▶ [Exercise prompt]:
Beginning with the line that holds "pub enum Step" in the data below, give again every line through the one that holds "is now current.", exactly as written.

Source data:
◆ ◆ ◆ ◆
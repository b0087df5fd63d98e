//! Time-bounded transitions between two images of the collection.

use std::time::{Duration, Instant};

use rand::Rng;
use tracing::{debug, trace, warn};

use crate::collection::ImageCollection;
use crate::config::{GenerationParameters, TransitionMode};
use crate::error::Error;
use crate::particles::cloud::ParticleCloud;
use crate::particles::convert::{Blend, generate};
use crate::particles::raster::RasterView;
use crate::processing::resample::resample;

/// Slide swaps from the source to the target image at this progress.
pub const SLIDE_SWAP_POINT: f32 = 0.5;

/// Snapshot of an in-flight transition.
#[derive(Debug, Clone, Copy, PartialEq)]
pub struct TransitionState {
    pub from: usize,
    pub to: usize,
    /// Non-decreasing, in `0..=1`.
    pub progress: f32,
    pub started_at: Instant,
    pub mode: TransitionMode,
}

/// What a single tick asks the renderer to show.
#[derive(Debug, Clone, Copy, PartialEq)]
pub enum Step {
    /// Mix `from` toward `to` by `factor`.
    Blend { from: usize, to: usize, factor: f32 },
    /// Show one image unblended while still transitioning.
    Show(usize),
    /// The transition finished and `to` is now current.
    Completed(usize),
}

/// Both endpoints letterboxed to a shared size, computed once per transition.
#[derive(Debug, Clone, PartialEq)]
struct AlignedPair {
    width: u32,
    height: u32,
    from: Vec<u8>,
    to: Vec<u8>,
}

#[derive(Debug, Clone, PartialEq)]
struct ActiveTransition {
    state: TransitionState,
    aligned: Option<AlignedPair>,
}

/// Idle/transitioning state machine driven once per frame.
#[derive(Debug, Clone, PartialEq)]
pub struct TransitionEngine {
    active: Option<ActiveTransition>,
    max_duration: Duration,
}

impl TransitionEngine {
    pub fn new(max_duration: Duration) -> Self {
        Self {
            active: None,
            max_duration,
        }
    }

    pub fn max_duration(&self) -> Duration {
        self.max_duration
    }

    pub fn is_transitioning(&self) -> bool {
        self.active.is_some()
    }

    pub fn state(&self) -> Option<&TransitionState> {
        self.active.as_ref().map(|active| &active.state)
    }

    /// Progress of the running transition, `0.0` when idle.
    pub fn progress(&self) -> f32 {
        self.state().map_or(0.0, |state| state.progress)
    }

    /// Starts a transition from the collection's current image to `to`.
    ///
    /// Returns `false` and changes nothing when `to` is out of bounds, is
    /// already current, or another transition is running.
    pub fn begin(
        &mut self,
        to: usize,
        collection: &ImageCollection,
        mode: TransitionMode,
        now: Instant,
    ) -> bool {
        if to >= collection.len() {
            debug!(to, len = collection.len(), "transition_rejected_out_of_bounds");
            return false;
        }
        let from = collection.current_index();
        if to == from {
            debug!(to, "transition_rejected_already_current");
            return false;
        }
        if let Some(active) = &self.active {
            debug!(
                to,
                running_to = active.state.to,
                "transition_rejected_already_running"
            );
            return false;
        }

        debug!(
            "transition_start mode={} from={} to={}",
            mode,
            collection.get(from).map_or("?", |img| img.name()),
            collection.get(to).map_or("?", |img| img.name()),
        );
        self.active = Some(ActiveTransition {
            state: TransitionState {
                from,
                to,
                progress: 0.0,
                started_at: now,
                mode,
            },
            aligned: None,
        });
        true
    }

    /// Forces the engine back to idle regardless of its state.
    pub fn reset(&mut self) {
        if let Some(active) = self.active.take() {
            debug!(
                from = active.state.from,
                to = active.state.to,
                progress = active.state.progress,
                "transition_reset"
            );
        }
    }

    /// Advances progress by one frame and reports what should be displayed.
    ///
    /// Progress grows by `frame_delta * speed`, except that once more than
    /// `max_duration` has elapsed since the start it jumps straight to 1. On
    /// completion the collection's current index moves to the target and the
    /// engine returns to idle. Returns `None` while idle.
    pub fn advance(
        &mut self,
        now: Instant,
        frame_delta: Duration,
        speed: f32,
        collection: &mut ImageCollection,
    ) -> Option<Step> {
        let active = self.active.as_mut()?;
        let state = &mut active.state;
        if collection.get(state.from).is_none() || collection.get(state.to).is_none() {
            warn!(
                from = state.from,
                to = state.to,
                len = collection.len(),
                "transition endpoints vanished; returning to idle"
            );
            self.active = None;
            return None;
        }

        let elapsed = now.saturating_duration_since(state.started_at);
        let before = state.progress;
        if elapsed > self.max_duration {
            warn!(
                elapsed_ms = elapsed.as_millis() as u64,
                progress = before,
                "transition timed out; forcing completion"
            );
            state.progress = 1.0;
        } else {
            let step = frame_delta.as_secs_f32() * speed;
            let step = if step.is_nan() || step < 0.0 { 0.0 } else { step };
            state.progress = (state.progress + step).min(1.0);
        }
        trace!(before, after = state.progress, "transition_progress");

        if state.progress >= 1.0 {
            state.progress = 1.0;
            let to = state.to;
            collection.set_current(to);
            debug!(
                "transition_end mode={} to={} elapsed_ms={}",
                state.mode,
                collection.get(to).map_or("?", |img| img.name()),
                elapsed.as_millis()
            );
            self.active = None;
            return Some(Step::Completed(to));
        }

        let step = if state.mode.blends() {
            Step::Blend {
                from: state.from,
                to: state.to,
                factor: state.progress,
            }
        } else if state.progress < SLIDE_SWAP_POINT {
            Step::Show(state.from)
        } else {
            Step::Show(state.to)
        };
        Some(step)
    }

    /// Generates the cloud for `step`.
    pub fn render<R: Rng + ?Sized>(
        &mut self,
        step: Step,
        collection: &ImageCollection,
        params: &GenerationParameters,
        rng: &mut R,
    ) -> Result<Option<ParticleCloud>, Error> {
        match step {
            Step::Show(index) | Step::Completed(index) => collection
                .get(index)
                .map(|img| generate(img.view(), params, None, rng))
                .transpose(),
            Step::Blend { from, to, factor } => {
                let (Some(from_img), Some(to_img)) = (collection.get(from), collection.get(to))
                else {
                    return Ok(None);
                };
                let Some(active) = self.active.as_mut() else {
                    return Ok(None);
                };
                if active.aligned.is_none() {
                    let width = from_img.width().max(to_img.width());
                    let height = from_img.height().max(to_img.height());
                    active.aligned = Some(AlignedPair {
                        width,
                        height,
                        from: resample(from_img.view(), width, height)?,
                        to: resample(to_img.view(), width, height)?,
                    });
                }
                let Some(pair) = active.aligned.as_ref() else {
                    return Ok(None);
                };
                let primary = RasterView::new(pair.width, pair.height, &pair.from)?;
                let secondary = RasterView::new(pair.width, pair.height, &pair.to)?;
                generate(primary, params, Some(Blend { secondary, factor }), rng).map(Some)
            }
        }
    }

    /// [`advance`](Self::advance) followed by [`render`](Self::render).
    ///
    /// Returns the step taken and the cloud it produced; `None` while idle.
    pub fn tick<R: Rng + ?Sized>(
        &mut self,
        now: Instant,
        frame_delta: Duration,
        speed: f32,
        collection: &mut ImageCollection,
        params: &GenerationParameters,
        rng: &mut R,
    ) -> Result<Option<(Step, ParticleCloud)>, Error> {
        let Some(step) = self.advance(now, frame_delta, speed, collection) else {
            return Ok(None);
        };
        Ok(self
            .render(step, collection, params, rng)?
            .map(|cloud| (step, cloud)))
    }
}

#[cfg(test)]
mod tests {
    use super::*;
    use crate::particles::raster::RasterImage;
    use rand::{SeedableRng, rngs::StdRng};

    const FRAME: Duration = Duration::from_millis(100);

    fn collection(n: usize) -> ImageCollection {
        let mut c = ImageCollection::new();
        for i in 0..n {
            let v = (i * 60) as u8 + 40;
            c.add(RasterImage::new(format!("img{i}"), 2, 2, [v, v, v, 255].repeat(4)).unwrap());
        }
        c
    }

    #[test]
    fn begin_rejects_invalid_requests() {
        let t0 = Instant::now();
        let c = collection(2);
        let mut engine = TransitionEngine::new(Duration::from_secs(5));

        assert!(!engine.begin(2, &c, TransitionMode::Morph, t0));
        assert!(!engine.begin(0, &c, TransitionMode::Morph, t0));
        assert!(!engine.is_transitioning());

        assert!(engine.begin(1, &c, TransitionMode::Morph, t0));
        let snapshot = engine.clone();
        assert!(!engine.begin(1, &c, TransitionMode::Slide, t0 + FRAME));
        assert_eq!(engine, snapshot);
    }

    #[test]
    fn progress_accumulates_until_completion() {
        let t0 = Instant::now();
        let mut c = collection(2);
        let mut engine = TransitionEngine::new(Duration::from_secs(5));
        engine.begin(1, &c, TransitionMode::Dissolve, t0);

        let mut last = 0.0;
        let mut now = t0;
        let mut completed = None;
        for _ in 0..20 {
            now += FRAME;
            match engine.advance(now, FRAME, 2.0, &mut c) {
                Some(Step::Blend { factor, .. }) => {
                    assert!(factor >= last);
                    last = factor;
                }
                Some(Step::Completed(to)) => {
                    completed = Some(to);
                    break;
                }
                other => panic!("unexpected step {other:?}"),
            }
        }
        assert_eq!(completed, Some(1));
        assert_eq!(c.current_index(), 1);
        assert!(!engine.is_transitioning());
        assert_eq!(engine.progress(), 0.0);
    }

    #[test]
    fn stalled_clock_is_forced_to_finish() {
        let t0 = Instant::now();
        let mut c = collection(2);
        let mut engine = TransitionEngine::new(Duration::from_secs(5));
        engine.begin(1, &c, TransitionMode::Morph, t0);

        // zero frame deltas never move progress on their own
        let step = engine.advance(t0 + Duration::from_secs(1), Duration::ZERO, 1.0, &mut c);
        assert_eq!(step, Some(Step::Blend { from: 0, to: 1, factor: 0.0 }));

        let step = engine.advance(t0 + Duration::from_millis(5001), Duration::ZERO, 0.0, &mut c);
        assert_eq!(step, Some(Step::Completed(1)));
        assert_eq!(c.current_index(), 1);
    }

    #[test]
    fn slide_swaps_at_midpoint() {
        let t0 = Instant::now();
        let mut c = collection(2);
        let mut engine = TransitionEngine::new(Duration::from_secs(5));
        engine.begin(1, &c, TransitionMode::Slide, t0);

        let step = engine.advance(t0 + FRAME, Duration::from_millis(490), 1.0, &mut c);
        assert_eq!(step, Some(Step::Show(0)));
        let step = engine.advance(t0 + FRAME * 2, Duration::from_millis(20), 1.0, &mut c);
        assert_eq!(step, Some(Step::Show(1)));
    }

    #[test]
    fn blend_render_aligns_differently_sized_images() {
        let t0 = Instant::now();
        let mut c = ImageCollection::new();
        c.add(RasterImage::new("wide", 4, 2, [255, 255, 255, 255].repeat(8)).unwrap());
        c.add(RasterImage::new("tall", 2, 4, [255, 255, 255, 255].repeat(8)).unwrap());
        let mut engine = TransitionEngine::new(Duration::from_secs(5));
        engine.begin(1, &c, TransitionMode::Morph, t0);

        let params = GenerationParameters {
            brightness_threshold: 0.0,
            ..GenerationParameters::default()
        };
        let mut rng = StdRng::seed_from_u64(3);
        let (step, cloud) = engine
            .tick(t0 + FRAME, FRAME, 1.0, &mut c, &params, &mut rng)
            .unwrap()
            .unwrap();
        assert!(matches!(step, Step::Blend { .. }));
        // blended on a 4x4 canvas
        assert_eq!(cloud.capacity(), 16);
        assert!(cloud.is_finite());
    }

    #[test]
    fn reset_returns_to_idle() {
        let t0 = Instant::now();
        let mut c = collection(3);
        let mut engine = TransitionEngine::new(Duration::from_secs(5));
        engine.begin(2, &c, TransitionMode::Morph, t0);
        engine.advance(t0 + FRAME, FRAME, 1.0, &mut c);
        engine.reset();
        assert!(!engine.is_transitioning());
        assert_eq!(engine.progress(), 0.0);
        assert_eq!(engine.advance(t0 + FRAME * 2, FRAME, 1.0, &mut c), None);
        assert_eq!(c.current_index(), 0);
    }
}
◆ ◆ ◆ ◆
▶ [Answer section]:
pub enum Step {
    /// Mix `from` toward `to` by `factor`.
    Blend { from: usize, to: usize, factor: f32 },
    /// Show one image unblended while still transitioning.
    Show(usize),
    /// The transition finished and `to` is now current.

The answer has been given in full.